There are several ways to create a Spectrometer.
-- For forRecords
forRecords :: Spectrometer' { a :: Int, b :: Int, c :: Int, d :: Int } Int
forRecords = recordSpectrometer
-- For Data Types (via Generics)
data TestType = TestType Int Int Int Int
derive instance Generic TestType _
forDataTypes :: Spectrometer' TestType Int
forDataTypes = genericSpectrometer
-- For TupleN
forTupleN :: forall a. Spectrometer' (Tuple5 a) a
forTupleN = spectrometer
-- Most Generic Way
mostGeneric :: forall a. Spectrometer' (Pair a) a
mostGeneric = represented
{-
Type:
represented
:: forall i f a b
. Traversable f
=> Representable i f
=> Spectrometer (f a) (f b) a b
-}
This implementation involves the Representable type class:
class Distributive f <= Representable i f | f -> i where
tabulate :: forall a. (i -> a) -> f a
index :: forall a. f a -> i -> a
Consider the following new Profunctor-related classes:
class Profunctor p <= Thicken p where
thicken :: forall i f a b. Traversable f => Representable i f => p a b -> p (f a) (f b)
This class is this class is a subclass of Profunctor and (possibly) a superclass of Closed and Wander.
class Profunctor P <= Thicken p <= Closed p, Wander p
Then define the Spectrometer.
type Spectrometer s t a b = forall p. Thicken p => Optic p s t a b
Closed p => Optics p s t a b
is a Grate and Wander p => Optics p s t a b
is a Traversal, so the Spectrometer is their intersection.
Thicken can be implemented by different way.
class Profunctor p <= Thicken p where
thicken :: forall a b. p a b -> p (Stream a) (Stream b)
PureScript evaluates values strictly unlike Haskell, so unfortunately this definition is more "general" than the previous one, and no longer super class of Wander
.
It seems intuitive to synthesize multiple Spectrometers. (since it represents a fixed length).
composeSpectrometers :: forall s t a b s' t'
. Spectrometer s t a b
-> Spectrometer s' t' a b
-> Spectrometer (s /\ s') (t /\ t') a b
However, such a function composeSpectrometers
has not been created. It may not be possible theoretically.
SOLVED
There are such hierarchies:
Distributive == Representable => Monad => Applicative
Therefore, Applicative f => Thicken (Star f)

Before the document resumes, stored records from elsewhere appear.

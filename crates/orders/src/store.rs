//! Order store trait and in-memory implementation.

use std::collections::HashMap;
use std::sync::Arc;

use async_trait::async_trait;
use common::OrderId;
use thiserror::Error;
use tokio::sync::RwLock;

use crate::order::Order;

/// Errors from the order store backend.
#[derive(Debug, Error)]
pub enum OrderStoreError {
    /// The backing store could not serve the request.
    #[error("order store failure: {0}")]
    Backend(String),
}

/// Durable mapping from order id to order record.
#[async_trait]
pub trait OrderStore: Send + Sync {
    /// Persists a new order.
    async fn insert(&self, order: Order) -> Result<(), OrderStoreError>;

    /// Returns the order stored under `id`, if any.
    async fn get(&self, id: OrderId) -> Result<Option<Order>, OrderStoreError>;

    /// Returns all orders, newest first.
    async fn list(&self) -> Result<Vec<Order>, OrderStoreError>;
}

/// In-memory order store.
#[derive(Clone, Default)]
pub struct InMemoryOrderStore {
    orders: Arc<RwLock<HashMap<OrderId, Order>>>,
}

impl InMemoryOrderStore {
    /// Creates a new empty store.
    pub fn new() -> Self {
        Self::default()
    }

    /// Returns the number of stored orders.
    pub async fn order_count(&self) -> usize {
        self.orders.read().await.len()
    }
}

#[async_trait]
impl OrderStore for InMemoryOrderStore {
    async fn insert(&self, order: Order) -> Result<(), OrderStoreError> {
        self.orders.write().await.insert(order.id, order);
        Ok(())
    }

    async fn get(&self, id: OrderId) -> Result<Option<Order>, OrderStoreError> {
        Ok(self.orders.read().await.get(&id).cloned())
    }

    async fn list(&self) -> Result<Vec<Order>, OrderStoreError> {
        let mut orders: Vec<Order> = self.orders.read().await.values().cloned().collect();
        orders.sort_by(|a, b| b.created_at.cmp(&a.created_at));
        Ok(orders)
    }
}

#[cfg(test)]
mod tests {
    use super::*;
    use catalog::LineRequest;
    use common::{Money, UserId};

    fn order(cents: i64) -> Order {
        Order::new(
            UserId::new(),
            vec![LineRequest::new("P1", 1)],
            Money::from_cents(cents),
        )
    }

    #[tokio::test]
    async fn insert_and_get() {
        let store = InMemoryOrderStore::new();
        let order = order(1000);
        let id = order.id;

        store.insert(order.clone()).await.unwrap();
        assert_eq!(store.get(id).await.unwrap(), Some(order));
        assert_eq!(store.order_count().await, 1);
    }

    #[tokio::test]
    async fn get_missing_returns_none() {
        let store = InMemoryOrderStore::new();
        assert!(store.get(OrderId::new()).await.unwrap().is_none());
    }

    #[tokio::test]
    async fn list_returns_newest_first() {
        let store = InMemoryOrderStore::new();

        let mut first = order(100);
        let mut second = order(200);
        // Force distinct, ordered timestamps.
        first.created_at = chrono::Utc::now() - chrono::Duration::seconds(10);
        second.created_at = chrono::Utc::now();

        store.insert(first.clone()).await.unwrap();
        store.insert(second.clone()).await.unwrap();

        let listed = store.list().await.unwrap();
        assert_eq!(listed.len(), 2);
        assert_eq!(listed[0].id, second.id);
        assert_eq!(listed[1].id, first.id);
    }
}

includes Distributive f => Thicken (Star f)
.
ref: from @viercc
---- Distributive => Representable
newtype Distr g x = Distr { runDistr :: g x }
deriving (Show, Eq, Functor)
instance Distributive g => Distributive (Distr g) where
distribute = Distr . distribute . fmap runDistr
newtype Key f = Key { getKey :: forall x. f x -> x }
instance Distributive g => Representable (Distr g) where
type Rep (Distr g) = Key (Distr g)
index distr key = getKey key distr
tabulate f = fmap f tableD
tableD :: Distributive g => g (Key g)
tableD = fmap unsafeCoerce $ distribute id
{- id :: forall a. g a -> g a
distribute id :: forall a. g (g a -> a)
tableD :: g (Key g) = g (forall a. g a -> a) -}
The part of unsafeCoerce
is actually safe, by Distributive laws.
Star instances can be defined in two ways.
instance Applicative f => Thicken (Star f) where
thicken = thickenFromWander
instance Distributive f => Thicken (Star f) where
thicken = thickenFromClosed
What does this mean? I chose thickenFromWander for traverseOf this time, but is it appropriate?
SOLVED
Same as the "Star Instance" section, Distributive == Representable
, so Closed' == Closed
class Strong p <= Closed' p where
closed' :: forall a b i f. Representable i f => p a b -> p (f a) (f b)
Is this isomorphic to the original Closed?
If so, what cotraversed
function represent?
cotraversed :: forall f a b. Distributive f => Grate (f a) (f b) a b
How about the following?
class Strong p <= Closed' p where
closed' :: forall a b f. Distributive f => p a b -> p (f a) (f b)